It’s my personal opinion that memoir writers are made, not born.

  • You need to feel strongly enough about the events in the book that you’re willing to lay them out for the world to see, with none of the anonymous padding that fiction provides.
  • You must be well-versed in 3-Act Structure and story mechanics.
  • You need the objectivity to slice and dice your experience until it fits neatly into this 3-Act Structure.

What motivated ME to write a memoir?

In 2005, I survived a massive bout with blood clots – two big ones (one in each leg) became a swarm of them in my lungs. They call those pulmonary emboli, but really, they’re all blood clots. 1% of the people who experience what I did live through it.

When my treatment was done (after 4 months in bed and 9 months on blood thinners), I found out I have a blood clotting disorder called Factor V Leiden. Many things about my daily living habits had to change to accommodate this disorder.

Was the experience memoir-worthy? I don’t think so. It simply wasn’t universal or compelling enough. I lived and I was thankful, and I had to make some lifestyle changes. End of story.

But what about when I threw pregnancy into the mix?

The four main causes of a blood clot are cancer, obesity, a previous blood clot and a genetic disorder.
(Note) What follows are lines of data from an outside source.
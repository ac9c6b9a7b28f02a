pub mod resume;
pub mod template;

use serde::Serialize;

/// Success envelope shared by every JSON endpoint.
#[derive(Debug, Serialize)]
pub struct ApiResponse<T> {
    pub data: T,
}

impl<T> ApiResponse<T> {
    pub fn new(data: T) -> Self {
        ApiResponse { data }
    }
}

#[derive(Debug, Serialize)]
pub struct MessageResponse {
    pub message: String,
}
//! Résumé API: authenticated résumé CRUD, template listing and the editor
//! session used by clients between saves.

pub mod auth;
pub mod config;
pub mod db;
pub mod editor;
pub mod errors;
pub mod models;
pub mod resumes;
pub mod routes;
pub mod state;
pub mod templates;

#[cfg(test)]
mod test_support;

pub use routes::build_router;
pub use state::AppState;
Obviously, I fit several of these risk criteria. I couldn’t just decide to have a baby, I had to visit the high risk OB and ask permission just to try.

Pregnant women gain four pounds of blood, which increases the risk of forming a blood clot by 8 times. Yowza.

My pregnancy journey was rocky, to put it mildly – infertility, shots in the stomach twice a day, worries about late-term miscarriage and fetal demise.

Was the pregnancy itself a big enough theme to support the frame of a memoir? By itself, probably not.

Memoirs must have themes that speak to a wide audience.

These aren’t how-to books, and they’re not autobiographies. As Barbara Doyen says in the “what is memoir” post I reference above:

A memoir does not contain everything from this particular slice of the author’s life, but rather, events are selected and examined for meaning relative to the purpose of the book.

The author has questioned what happened and come to some kind of new understanding or lesson learned by it. The author shows us how he or she was affected by this experience, how it has profoundly changed the way he sees the world.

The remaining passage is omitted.